Editorial: The Food of the People

Let the people eat grass, said the representative of the governing class in reply to the clamour of a hungry populace in the days that preceded the French Revolution; and let the people eat the poisonous products of Packingtown say that portion of the capitalist governing class of to-day engaged in drawing their profits from that nauseating undertaking. And from the point of view of capitalism, why not ? If diseased flesh, decaying offal, and excrementitious matter can be dosed with essences to change its taste and chemicals to stay the process of decomposition and after passing through embalming machinery appear upon epicurean tables as ham, chicken and tongue, or other delectable comestible, and upon the scanty board of the hungry as corned beef or what not; and if this can be done without inducing nausea in those who eat and without coroners’ verdicts of death from ptomaine or other poisoning being too closely associated with the “food”-stuff; and if, above all, it can be done at a good fat profit—why not, indeed ? Why cant of the “moral” aspect and blether of the anti-Social rapacity of the vendors of such filth? Are they more anti-social or immoral than the God-fearing capitalist who locks out his men for refusing to submit to his terms, or shuts down his factory or mine when, through the arduous toil of his “hands” a surplus has accumulated which he can then proceed to work off at enhanced prices ? He doesn’t care greatly whether the men thrown out of employment starve to death. It isn’t expected of him. He is quite within his right in the action he takes. “The law allows it, the court awards it.” If the unemployed refuse to die quietly, he is quite justified in shooting them into eternity. He is even applauded for his “strong” action in protecting property and maintaining order. The embalmer of “beef,” or filth, as the case may be—or rather the capitalist director of that “industry”—is just as indifferent to the fate of the purchaser as his kind order-loving fellow capitalist is to the fate of his discharged hand. Yet a mighty roar of indignation goes up when we get a sensational disclosure of the “food” embalmers’ method and the name of Armour is anathema; while the only roar that goes up at the Featherstone disclosures is one of congratulation and the name of Masham is honoured in the land.

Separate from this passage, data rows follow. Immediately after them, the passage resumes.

mod config_store;
mod dns_provider;
mod git;
mod hosting_platform;
mod prompter;

pub use config_store::ConfigStore;
pub use dns_provider::DnsProvider;
pub use git::Git;
pub use hosting_platform::{CreatedApp, HostingPlatform, PipelineCoupling, REVIEW_STAGE};
pub use prompter::Prompter;
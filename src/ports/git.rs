use crate::domain::AppError;

/// Port for the source-control working copy.
pub trait Git {
    /// Get the checked-out branch name.
    fn current_branch(&self) -> Result<String, AppError>;

    /// URL of the named remote, if it exists.
    fn remote_url(&self, remote: &str) -> Option<String>;

    /// Names of all configured remotes.
    fn list_remotes(&self) -> Result<Vec<String>, AppError>;

    /// Add a remote. Fails with `AppError::RemoteExists` when the name is taken.
    fn add_remote(&self, name: &str, url: &str) -> Result<(), AppError>;

    /// Force-push `local_branch` to `remote_branch` on `remote`.
    fn force_push(&self, remote: &str, local_branch: &str, remote_branch: &str)
    -> Result<(), AppError>;
}
//! heroku-review: provision and deploy branch-scoped Heroku review apps.

pub mod adapters;
pub mod app;
pub mod domain;
pub mod ports;

#[cfg(test)]
pub(crate) mod testing;

pub use app::api::{
    DeployReport, LaunchReport, ProvisionReport, config_store, create, create_at, deploy,
    deploy_at, load_config, setup,
};
pub use domain::{AppError, AppName, Outcome, ReviewApp, ReviewConfig};
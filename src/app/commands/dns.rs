use crate::domain::{AppName, CloudflareSettings, DnsRecord, Outcome};
use crate::ports::DnsProvider;

/// Point `{app}.{domain}` at the app's web host with a proxied CNAME.
///
/// Never returns an error: incomplete credentials and provider failures
/// both become `Outcome::Failed`.
pub fn bind_domain<D: DnsProvider>(
    dns: &D,
    settings: &CloudflareSettings,
    app: &AppName,
    app_url: &str,
) -> Outcome<DnsRecord> {
    let Some(zone) = settings.zone() else {
        return Outcome::failed("Cloudflare configuration is incomplete");
    };

    let record = DnsRecord::cname(app, app_url, &zone);
    match dns.create_dns_record(&zone, &record) {
        Ok(()) => {
            tracing::info!(name = %record.name, content = %record.content, "DNS record created");
            Outcome::Success(record)
        }
        Err(e) => {
            tracing::warn!(name = %record.name, error = %e, "DNS record creation failed");
            Outcome::failed(e.to_string())
        }
    }
}
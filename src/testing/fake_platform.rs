use std::collections::{BTreeMap, HashSet};
use std::sync::Mutex;

use crate::domain::AppError;
use crate::ports::{CreatedApp, HostingPlatform, PipelineCoupling};

/// Call recorded by [`FakePlatform`], in invocation order.
#[derive(Debug, Clone, PartialEq, Eq)]
pub enum PlatformCall {
    CreateApp(String),
    AddBuildpack(String, String),
    AddAddon(String, String),
    UpdateConfigVars(String, BTreeMap<String, String>),
    CoupleToPipeline(PipelineCoupling),
}

#[derive(Default)]
pub struct FakePlatform {
    pub calls: Mutex<Vec<PlatformCall>>,
    pub fail_create: Mutex<bool>,
    /// Name reported back by `create_app` instead of the requested one.
    pub assigned_name: Mutex<Option<String>>,
    pub fail_config_vars: Mutex<bool>,
    pub fail_pipeline: Mutex<bool>,
    pub failing_buildpacks: Mutex<HashSet<String>>,
    pub failing_addons: Mutex<HashSet<String>>,
}

impl FakePlatform {
    pub fn new() -> Self {
        Self::default()
    }

    pub fn failing_create() -> Self {
        let platform = Self::new();
        *platform.fail_create.lock().unwrap() = true;
        platform
    }

    pub fn assigning_name(name: &str) -> Self {
        let platform = Self::new();
        *platform.assigned_name.lock().unwrap() = Some(name.to_string());
        platform
    }

    pub fn fail_buildpack(&self, buildpack: &str) {
        self.failing_buildpacks.lock().unwrap().insert(buildpack.to_string());
    }

    pub fn fail_addon(&self, plan: &str) {
        self.failing_addons.lock().unwrap().insert(plan.to_string());
    }

    pub fn recorded_calls(&self) -> Vec<PlatformCall> {
        self.calls.lock().unwrap().clone()
    }

    fn record(&self, call: PlatformCall) {
        self.calls.lock().unwrap().push(call);
    }
}

fn api_error(status: u16, body: &str) -> AppError {
    AppError::PlatformApi { status, body: body.to_string() }
}

impl HostingPlatform for FakePlatform {
    fn create_app(&self, name: &str) -> Result<CreatedApp, AppError> {
        self.record(PlatformCall::CreateApp(name.to_string()));
        if *self.fail_create.lock().unwrap() {
            return Err(api_error(422, "Name is already taken"));
        }
        let name = self.assigned_name.lock().unwrap().clone().unwrap_or_else(|| name.to_string());
        Ok(CreatedApp {
            id: format!("id-{}", name),
            web_url: format!("https://{}.herokuapp.com/", name),
            name,
        })
    }

    fn add_buildpack(&self, app: &str, buildpack: &str) -> Result<(), AppError> {
        self.record(PlatformCall::AddBuildpack(app.to_string(), buildpack.to_string()));
        if self.failing_buildpacks.lock().unwrap().contains(buildpack) {
            return Err(api_error(422, "Buildpack not found"));
        }
        Ok(())
    }

    fn add_addon(&self, app: &str, plan: &str) -> Result<(), AppError> {
        self.record(PlatformCall::AddAddon(app.to_string(), plan.to_string()));
        if self.failing_addons.lock().unwrap().contains(plan) {
            return Err(api_error(422, "Couldn't find that add-on"));
        }
        Ok(())
    }

    fn update_config_vars(&self, app: &str, vars: &BTreeMap<String, String>) -> Result<(), AppError> {
        self.record(PlatformCall::UpdateConfigVars(app.to_string(), vars.clone()));
        if *self.fail_config_vars.lock().unwrap() {
            return Err(api_error(500, "Internal server error"));
        }
        Ok(())
    }

    fn couple_to_pipeline(&self, coupling: &PipelineCoupling) -> Result<(), AppError> {
        self.record(PlatformCall::CoupleToPipeline(coupling.clone()));
        if *self.fail_pipeline.lock().unwrap() {
            return Err(api_error(404, "Couldn't find that pipeline"));
        }
        Ok(())
    }
}
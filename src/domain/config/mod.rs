pub mod parse;
pub mod paths;
pub mod settings;

pub use parse::{parse_config_content, render_config};
pub use settings::{
    CloudflareSettings, CloudflareZone, HerokuSettings, ReviewConfig, split_list,
};
pub mod create;
pub mod deploy;
pub mod dns;
pub mod launch;
pub mod resolve;
pub mod setup;
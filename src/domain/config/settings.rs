use std::collections::BTreeMap;

use ini::{Ini, Properties};

pub const HEROKU_SECTION: &str = "heroku";
pub const CLOUDFLARE_SECTION: &str = "cloudflare";
pub const ENV_VARS_SECTION: &str = "env_vars";

/// Full tool configuration, loaded once and read-only afterwards.
#[derive(Debug, Clone, Default, PartialEq, Eq)]
pub struct ReviewConfig {
    pub heroku: HerokuSettings,
    pub cloudflare: CloudflareSettings,
    /// Config vars pushed to every review app.
    pub env_vars: BTreeMap<String, String>,
}

#[derive(Debug, Clone, Default, PartialEq, Eq)]
pub struct HerokuSettings {
    pub api_key: Option<String>,
    pub pipeline_id: Option<String>,
    pub addons: Vec<String>,
    pub buildpacks: Vec<String>,
}

#[derive(Debug, Clone, Default, PartialEq, Eq)]
pub struct CloudflareSettings {
    pub api_key: Option<String>,
    pub email: Option<String>,
    pub zone_id: Option<String>,
    pub domain: Option<String>,
}

/// Cloudflare settings with every credential present.
#[derive(Clone, PartialEq, Eq)]
pub struct CloudflareZone {
    pub api_key: String,
    pub email: String,
    pub zone_id: String,
    pub domain: String,
}

impl std::fmt::Debug for CloudflareZone {
    fn fmt(&self, f: &mut std::fmt::Formatter<'_>) -> std::fmt::Result {
        f.debug_struct("CloudflareZone")
            .field("email", &self.email)
            .field("zone_id", &self.zone_id)
            .field("domain", &self.domain)
            .field("api_key", &"[REDACTED]")
            .finish()
    }
}

impl CloudflareSettings {
    /// Complete credentials, or `None` when any of the four is missing.
    pub fn zone(&self) -> Option<CloudflareZone> {
        Some(CloudflareZone {
            api_key: self.api_key.clone()?,
            email: self.email.clone()?,
            zone_id: self.zone_id.clone()?,
            domain: self.domain.clone()?,
        })
    }
}

impl ReviewConfig {
    /// Build the configuration from a parsed document.
    ///
    /// `env` is consulted for credentials absent from the document.
    pub fn from_document<F>(doc: &Ini, env: F) -> Self
    where
        F: Fn(&str) -> Option<String>,
    {
        let value = |section: &str, key: &str| {
            doc.get_from(Some(section), key).filter(|v| !v.is_empty()).map(str::to_string)
        };
        let with_env = |section: &str, key: &str, var: &str| {
            value(section, key).or_else(|| env(var).filter(|v| !v.is_empty()))
        };
        let list =
            |key: &str| split_list(doc.get_from(Some(HEROKU_SECTION), key).unwrap_or_default());

        Self {
            heroku: HerokuSettings {
                api_key: with_env(HEROKU_SECTION, "api_key", "HEROKU_API_KEY"),
                pipeline_id: value(HEROKU_SECTION, "pipeline_id"),
                addons: list("addons"),
                buildpacks: list("buildpacks"),
            },
            cloudflare: CloudflareSettings {
                api_key: with_env(CLOUDFLARE_SECTION, "api_key", "CLOUDFLARE_API_KEY"),
                email: with_env(CLOUDFLARE_SECTION, "email", "CLOUDFLARE_EMAIL"),
                zone_id: with_env(CLOUDFLARE_SECTION, "zone_id", "CLOUDFLARE_ZONE_ID"),
                domain: value(CLOUDFLARE_SECTION, "domain"),
            },
            env_vars: doc
                .section(Some(ENV_VARS_SECTION))
                .map(|props| props.iter().map(|(k, v)| (k.to_string(), v.to_string())).collect())
                .unwrap_or_default(),
        }
    }

    /// Serialize every section, including empty ones.
    pub fn to_document(&self) -> Ini {
        let mut heroku = Properties::new();
        let mut cloudflare = Properties::new();
        let mut env_vars = Properties::new();

        let put = |props: &mut Properties, key: &str, value: &Option<String>| {
            if let Some(v) = value {
                props.insert(key, v.as_str());
            }
        };
        put(&mut heroku, "api_key", &self.heroku.api_key);
        put(&mut heroku, "pipeline_id", &self.heroku.pipeline_id);
        if !self.heroku.addons.is_empty() {
            heroku.insert("addons", self.heroku.addons.join(","));
        }
        if !self.heroku.buildpacks.is_empty() {
            heroku.insert("buildpacks", self.heroku.buildpacks.join(","));
        }
        put(&mut cloudflare, "api_key", &self.cloudflare.api_key);
        put(&mut cloudflare, "email", &self.cloudflare.email);
        put(&mut cloudflare, "zone_id", &self.cloudflare.zone_id);
        put(&mut cloudflare, "domain", &self.cloudflare.domain);
        for (key, value) in &self.env_vars {
            // Continuation lines must be indented to stay part of the value.
            env_vars.insert(key.as_str(), value.replace('\n', "\n    "));
        }

        let mut doc = Ini::new();
        for (name, props) in [
            (HEROKU_SECTION, heroku),
            (CLOUDFLARE_SECTION, cloudflare),
            (ENV_VARS_SECTION, env_vars),
        ] {
            doc.entry(Some(name.to_string())).or_insert(props);
        }
        doc
    }
}

/// Split a comma-separated list, trimming items and dropping empties.
pub fn split_list(raw: &str) -> Vec<String> {
    raw.split(',').map(str::trim).filter(|s| !s.is_empty()).map(str::to_string).collect()
}
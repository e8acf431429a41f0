use crate::domain::AppError;

/// Port for interactive questions during setup.
///
/// `Ok(None)` means the user cancelled the prompt.
pub trait Prompter {
    /// Ask for a line of text. Empty input returns `Some("")`.
    fn input(&mut self, prompt: &str, current: Option<&str>) -> Result<Option<String>, AppError>;

    /// Ask a yes/no question.
    fn confirm(&mut self, prompt: &str) -> Result<Option<bool>, AppError>;
}
use serde::Serialize;

use super::AppName;
use super::config::CloudflareZone;

/// TTL value Cloudflare interprets as "automatic".
pub const AUTOMATIC_TTL: u32 = 1;

/// A DNS record as sent to the provider.
#[derive(Debug, Clone, PartialEq, Eq, Serialize)]
pub struct DnsRecord {
    pub name: String,
    #[serde(rename = "type")]
    pub record_type: String,
    pub content: String,
    pub ttl: u32,
    pub proxied: bool,
}

impl DnsRecord {
    /// Proxied CNAME pointing `{app}.{domain}` at the app's web host.
    pub fn cname(app: &AppName, app_url: &str, zone: &CloudflareZone) -> Self {
        Self {
            name: subdomain(app, &zone.domain),
            record_type: "CNAME".to_string(),
            content: cname_target(app_url),
            ttl: AUTOMATIC_TTL,
            proxied: true,
        }
    }
}

pub fn subdomain(app: &AppName, base_domain: &str) -> String {
    format!("{}.{}", app, base_domain)
}

/// Strip a leading `https://` and trailing slashes from an app URL.
///
/// Ports and paths are left untouched.
pub fn cname_target(app_url: &str) -> String {
    app_url.strip_prefix("https://").unwrap_or(app_url).trim_end_matches('/').to_string()
}
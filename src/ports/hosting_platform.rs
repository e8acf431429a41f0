//! Hosting platform port definition.

use std::collections::BTreeMap;

use crate::domain::AppError;

/// Pipeline stage review apps are coupled to.
pub const REVIEW_STAGE: &str = "development";

/// App as returned by the platform on creation.
#[derive(Debug, Clone, PartialEq, Eq)]
pub struct CreatedApp {
    pub id: String,
    pub name: String,
    pub web_url: String,
}

/// Association of an app with a pipeline stage.
#[derive(Debug, Clone, PartialEq, Eq)]
pub struct PipelineCoupling {
    pub app_id: String,
    pub pipeline_id: String,
    pub stage: String,
}

/// Port for hosting platform operations.
pub trait HostingPlatform {
    /// Create a new app with the given name.
    fn create_app(&self, name: &str) -> Result<CreatedApp, AppError>;

    /// Append a buildpack to the app's buildpack list.
    fn add_buildpack(&self, app: &str, buildpack: &str) -> Result<(), AppError>;

    /// Provision an add-on plan for the app.
    fn add_addon(&self, app: &str, plan: &str) -> Result<(), AppError>;

    /// Set config vars in a single update.
    fn update_config_vars(&self, app: &str, vars: &BTreeMap<String, String>)
    -> Result<(), AppError>;

    /// Couple an app to a pipeline stage.
    fn couple_to_pipeline(&self, coupling: &PipelineCoupling) -> Result<(), AppError>;
}
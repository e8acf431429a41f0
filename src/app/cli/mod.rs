//! CLI Adapter.

mod render;

use std::path::{Path, PathBuf};

use clap::{Parser, Subcommand};
use tracing_subscriber::EnvFilter;

use crate::app::api;
use crate::domain::AppError;

#[derive(Parser)]
#[command(name = "heroku-review")]
#[command(version)]
#[command(about = "Create and deploy Heroku review apps for git branches", long_about = None)]
struct Cli {
    /// Enable debug logging
    #[arg(short, long, global = true)]
    verbose: bool,

    /// Config file (defaults to ~/.heroku-review-apps.ini)
    #[arg(long, global = true, value_name = "PATH")]
    config: Option<PathBuf>,

    #[command(subcommand)]
    command: Commands,
}

#[derive(Subcommand)]
enum Commands {
    /// Interactively write the config file
    Setup,
    /// Create a review app and deploy the branch to it
    Create {
        /// Heroku app name (derived from the branch when omitted)
        #[arg(long)]
        name: Option<String>,
        /// Git branch to use (current branch when omitted)
        #[arg(long)]
        branch: Option<String>,
    },
    /// Deploy a branch to an existing review app
    Deploy {
        /// Heroku app name (derived from the branch when omitted)
        #[arg(long)]
        name: Option<String>,
        /// Git branch to deploy (current branch when omitted)
        #[arg(long)]
        branch: Option<String>,
    },
}

/// Entry point for the CLI.
pub fn run() {
    let cli = Cli::parse();

    let filter = if cli.verbose { EnvFilter::new("debug") } else { EnvFilter::new("warn") };
    tracing_subscriber::fmt()
        .with_env_filter(filter)
        .with_target(true)
        .with_writer(std::io::stderr)
        .init();

    let config_path = cli.config.as_deref();
    let result: Result<(), AppError> = match cli.command {
        Commands::Setup => run_setup(config_path),
        Commands::Create { name, branch } => {
            run_create(config_path, name.as_deref(), branch.as_deref())
        }
        Commands::Deploy { name, branch } => run_deploy(name.as_deref(), branch.as_deref()),
    };

    if let Err(e) = result {
        eprintln!("Error: {}", e);
        std::process::exit(1);
    }
}

fn run_setup(config_path: Option<&Path>) -> Result<(), AppError> {
    match api::setup(config_path)? {
        Some(path) => println!("\n✅ Configuration saved to {}", path.display()),
        None => println!("Setup cancelled; nothing was written."),
    }
    Ok(())
}

fn run_create(
    config_path: Option<&Path>,
    name: Option<&str>,
    branch: Option<&str>,
) -> Result<(), AppError> {
    let config = api::load_config(config_path)?;
    let report = api::create(config, name, branch)?;
    render::provision(&report.provisioned);
    if let Some(deployed) = &report.deployed {
        render::deploy(deployed);
    }
    Ok(())
}

fn run_deploy(name: Option<&str>, branch: Option<&str>) -> Result<(), AppError> {
    let outcome = api::deploy(name, branch)?;
    render::deploy(&outcome);
    Ok(())
}

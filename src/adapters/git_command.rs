use crate::domain::AppError;
use crate::ports::Git;
use git2::{ErrorCode, Repository};
use std::path::PathBuf;
use std::process::Command;

#[derive(Debug, Clone)]
pub struct GitCommandAdapter {
    root: PathBuf,
}

impl GitCommandAdapter {
    pub fn new(root: PathBuf) -> Self {
        Self { root }
    }

    /// Adapter rooted at the process working directory.
    fn repo(&self) -> Result<Repository, AppError> {
        Repository::discover(&self.root).map_err(|e| AppError::GitError {
            command: "git2::Repository::discover".to_string(),
            details: e.message().to_string(),
        })
    }

    fn run(&self, args: &[&str]) -> Result<String, AppError> {
        tracing::debug!(command = %format!("git {}", args.join(" ")), "running git");
        let mut command = Command::new("git");
        command.args(args);
        command.current_dir(&self.root);

        let output = command.output().map_err(|e| AppError::GitError {
            command: format!("git {}", args.join(" ")),
            details: e.to_string(),
        })?;

        if !output.status.success() {
            let stderr = String::from_utf8_lossy(&output.stderr).trim().to_string();
            return Err(AppError::GitError {
                command: format!("git {}", args.join(" ")),
                details: if stderr.is_empty() { "Unknown error".to_string() } else { stderr },
            });
        }

        Ok(String::from_utf8_lossy(&output.stdout).trim().to_string())
    }
}

impl Git for GitCommandAdapter {
    fn current_branch(&self) -> Result<String, AppError> {
        let repo = self.repo()?;

        match repo.head() {
            Ok(head) if head.is_branch() => {
                let shorthand = head.shorthand().ok_or_else(|| AppError::GitError {
                    command: "git2::Reference::shorthand".to_string(),
                    details: "HEAD has no shorthand".to_string(),
                })?;
                Ok(shorthand.to_string())
            }
            Ok(_) => Err(AppError::GitError {
                command: "git2::Repository::head".to_string(),
                details: "HEAD is detached".to_string(),
            }),
            Err(e) if e.code() == ErrorCode::UnbornBranch => {
                let head_ref = repo.find_reference("HEAD").map_err(|e| AppError::GitError {
                    command: "git2::Repository::find_reference(HEAD)".to_string(),
                    details: e.message().to_string(),
                })?;

                match head_ref.symbolic_target() {
                    Some(target) => {
                        Ok(target.strip_prefix("refs/heads/").unwrap_or(target).to_string())
                    }
                    None => Err(AppError::GitError {
                        command: "current_branch".to_string(),
                        details: "HEAD is detached and unborn".to_string(),
                    }),
                }
            }
            Err(e) => Err(AppError::GitError {
                command: "git2::Repository::head".to_string(),
                details: e.message().to_string(),
            }),
        }
    }

    fn remote_url(&self, remote: &str) -> Option<String> {
        let repo = self.repo().ok()?;
        let remote = repo.find_remote(remote).ok()?;
        remote.url().map(str::to_string)
    }

    fn list_remotes(&self) -> Result<Vec<String>, AppError> {
        let repo = self.repo()?;
        let remotes = repo.remotes().map_err(|e| AppError::GitError {
            command: "git2::Repository::remotes".to_string(),
            details: e.message().to_string(),
        })?;
        Ok(remotes.iter().flatten().map(str::to_string).collect())
    }

    fn add_remote(&self, name: &str, url: &str) -> Result<(), AppError> {
        let repo = self.repo()?;
        match repo.remote(name, url) {
            Ok(_) => Ok(()),
            Err(e) if e.code() == ErrorCode::Exists => Err(AppError::RemoteExists(name.to_string())),
            Err(e) => Err(AppError::GitError {
                command: format!("git remote add {} {}", name, url),
                details: e.message().to_string(),
            }),
        }
    }

    fn force_push(
        &self,
        remote: &str,
        local_branch: &str,
        remote_branch: &str,
    ) -> Result<(), AppError> {
        let refspec = format!("{}:{}", local_branch, remote_branch);
        self.run(&["push", "-f", remote, &refspec])?;
        Ok(())
    }
}
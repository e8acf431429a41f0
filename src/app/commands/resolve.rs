use crate::domain::{AppError, AppName, Target};
use crate::ports::Git;

/// Resolve the app name and branch a command operates on.
///
/// A missing branch is read from the working copy; failing to read it is
/// fatal. A missing name is derived from the branch.
pub fn resolve_target<G: Git>(
    git: &G,
    name: Option<&str>,
    branch: Option<&str>,
) -> Result<Target, AppError> {
    let branch = match branch {
        Some(branch) if !branch.is_empty() => branch.to_string(),
        _ => git.current_branch().map_err(|e| AppError::BranchResolution(e.to_string()))?,
    };
    let name = AppName::resolve(name, &branch);
    Ok(Target { name, branch })
}
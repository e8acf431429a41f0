//! Pure parse/render for the INI config file.

use ini::{EscapePolicy, Ini, ParseOption, WriteOption};

use crate::domain::AppError;

/// Parse config content the way Python's `configparser` reads it.
///
/// Quotes and backslashes are kept verbatim, indented lines continue the
/// previous value, and every entry must sit under a section header.
pub fn parse_config_content(content: &str) -> Result<Ini, AppError> {
    let option = ParseOption {
        enabled_quote: false,
        enabled_escape: false,
        enabled_indented_mutiline_value: true,
        ..ParseOption::default()
    };
    let doc = Ini::load_from_str_opt(content, option)?;
    if doc.section(None::<String>).is_some_and(|props| !props.is_empty()) {
        return Err(AppError::config_error(
            "Invalid config file: entries must follow a section header such as [heroku]",
        ));
    }
    Ok(doc)
}

/// Render a document as `key = value` lines without escaping.
pub fn render_config(doc: &Ini) -> Result<String, AppError> {
    let option = WriteOption {
        escape_policy: EscapePolicy::Nothing,
        kv_separator: " = ",
        ..WriteOption::default()
    };
    let mut buf = Vec::new();
    doc.write_to_opt(&mut buf, option)?;
    String::from_utf8(buf).map_err(|e| AppError::config_error(e.to_string()))
}

#[cfg(test)]
mod tests {
    use super::*;

    #[test]
    fn parses_sections_and_entries() {
        let doc = parse_config_content(
            "# comment\n[heroku]\napi_key = abc\naddons: heroku-postgresql:mini\n\n[env_vars]\nDEBUG = true\n",
        )
        .unwrap();

        assert_eq!(doc.get_from(Some("heroku"), "api_key"), Some("abc"));
        assert_eq!(doc.get_from(Some("heroku"), "addons"), Some("heroku-postgresql:mini"));
        assert_eq!(doc.get_from(Some("env_vars"), "DEBUG"), Some("true"));
        assert_eq!(doc.get_from(Some("cloudflare"), "email"), None);
    }

    #[test]
    fn value_may_contain_separators_and_backslashes() {
        let doc = parse_config_content(
            "[env_vars]\nDATABASE_URL = postgres://u:p@h/db?x=1\nPATTERN = \\d+\"x\"\n",
        )
        .unwrap();
        assert_eq!(doc.get_from(Some("env_vars"), "DATABASE_URL"), Some("postgres://u:p@h/db?x=1"));
        assert_eq!(doc.get_from(Some("env_vars"), "PATTERN"), Some("\\d+\"x\""));
    }

    #[test]
    fn keys_keep_their_case() {
        let doc = parse_config_content("[env_vars]\nRAILS_ENV = review\n").unwrap();
        assert_eq!(doc.get_from(Some("env_vars"), "RAILS_ENV"), Some("review"));
    }

    #[test]
    fn indented_line_continues_previous_value() {
        let doc = parse_config_content("[env_vars]\nNOTE = first\n    second\nNEXT = 1\n").unwrap();

        let note = doc.get_from(Some("env_vars"), "NOTE").unwrap();
        assert!(note.starts_with("first"));
        assert!(note.ends_with("second"));
        assert_eq!(doc.get_from(Some("env_vars"), "NEXT"), Some("1"));
    }

    #[test]
    fn comment_after_section_header_is_ignored() {
        let doc = parse_config_content("[heroku] ; main\napi_key = k\n").unwrap();
        assert_eq!(doc.get_from(Some("heroku"), "api_key"), Some("k"));
    }

    #[test]
    fn rejects_entry_outside_section() {
        let err = parse_config_content("api_key = abc\n").unwrap_err();
        assert!(err.to_string().contains("section header"));
    }

    #[test]
    fn rejects_unterminated_section_header() {
        let err = parse_config_content("[heroku\napi_key = abc\n").unwrap_err();
        assert!(matches!(err, AppError::ConfigParse { .. }));
    }

    #[test]
    fn render_uses_spaced_separator_and_reparses() {
        let mut doc = Ini::new();
        doc.with_section(Some("heroku")).set("api_key", "abc").set("pipeline_id", "p-1");
        doc.with_section(Some("env_vars")).set("PATTERN", "a\\b");

        let text = render_config(&doc).unwrap();

        assert!(text.contains("[heroku]\napi_key = abc\npipeline_id = p-1\n"));
        assert!(text.contains("PATTERN = a\\b"));
        let reparsed = parse_config_content(&text).unwrap();
        assert_eq!(reparsed.get_from(Some("env_vars"), "PATTERN"), Some("a\\b"));
    }
}
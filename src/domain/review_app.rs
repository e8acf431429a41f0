use std::collections::BTreeMap;

use super::AppName;

/// A review app as created on the hosting platform.
///
/// Only lives in memory; downstream steps consume its fields by value.
#[derive(Debug, Clone, PartialEq, Eq)]
pub struct ReviewApp {
    pub id: String,
    pub name: AppName,
    pub branch: String,
    pub web_url: String,
    pub buildpacks: Vec<String>,
    pub addons: Vec<String>,
    pub env_vars: BTreeMap<String, String>,
    pub pipeline_id: Option<String>,
}

/// An app name paired with the branch it serves.
#[derive(Debug, Clone, PartialEq, Eq)]
pub struct Target {
    pub name: AppName,
    pub branch: String,
}

/// GitHub repository identified by `owner/repo`.
#[derive(Debug, Clone, PartialEq, Eq)]
pub struct GitHubRepo(String);

impl GitHubRepo {
    /// Extract the slug from an SSH or HTTPS GitHub remote URL.
    pub fn from_remote_url(url: &str) -> Option<Self> {
        let rest = url
            .strip_prefix("git@github.com:")
            .or_else(|| url.strip_prefix("https://github.com/"))?;
        let slug = rest.strip_suffix(".git").unwrap_or(rest).trim_end_matches('/');
        if slug.is_empty() { None } else { Some(Self(slug.to_string())) }
    }

    pub fn slug(&self) -> &str {
        &self.0
    }
}
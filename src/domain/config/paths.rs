use std::path::{Path, PathBuf};

/// File name of the config file inside the home directory.
pub const CONFIG_FILE_NAME: &str = ".heroku-review-apps.ini";

/// `~/.heroku-review-apps.ini`
pub fn config(home: &Path) -> PathBuf {
    home.join(CONFIG_FILE_NAME)
}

The only apparent reason for this divergence of opinion is that the probable purchasers of “canned delicacies” are to some extent members of the capitalist class themselves and their esprit de corps is not equal to the strain of a possible painful death even in the noble cause of unlimited profits. It is fairly certain that if it had been merely a question of the revolting conditions under which the workers of Packingtown were forced to exist, the stir would have been barely sufficient to perceptibly disturb the social placidity. That at any rate has been the invariable effect of other disclosures of working-class hardships and unhappiness in the process of production. They can be poisoned by lead or pork, killed by starvation or bullets, cremated, suffocated or drowned in mines, worked under revolting conditions in Chicago or Cradley or Whitechapel or the Potteries. That is of no great consequence. But let the suspicion get abroad that the capitalist goes in danger of his life from poisoned food out of Chicago or of disease-infested clothing out of Whitechapel and the Social “conscience” is immediately aroused, the “soul” of Society is stirred to its deepest depths, and we are in the throes of a great popular agitation assiduously fostered by Press and Pulpit, for something to be done to end such immoral rapacity.

The Chicago disclosures simply go to show that adulteration is still regarded by the capitalist class as it was by that “Christ-like” political pet of Nonconformity and Liberalism, John Bright, as a legitimate form of competition. The keener the competition the greater the adulteration. And when competition finds its inevitable end in monopoly what more natural than that the methods which have accompanied its evolution should remain to assist in the creation of greater profits. “Morality” has nothing to do with it. The question of profits is the only thing that matters to capitalism—that and a tender regard for longevity. While commodities are produced for profit there will always he adulteration and unemployment and sweating and misery and poverty. They all spring from the same source in the private ownership of the means of living and although it may occur that some of the more revolting and dangerous of that private ownership may be suppressed, they cannot be disposed of until the cause bas been attacked and removed. Until then the people are at the mercy of the capitalist profit-monger in the matter of their food-stuffs as in all else.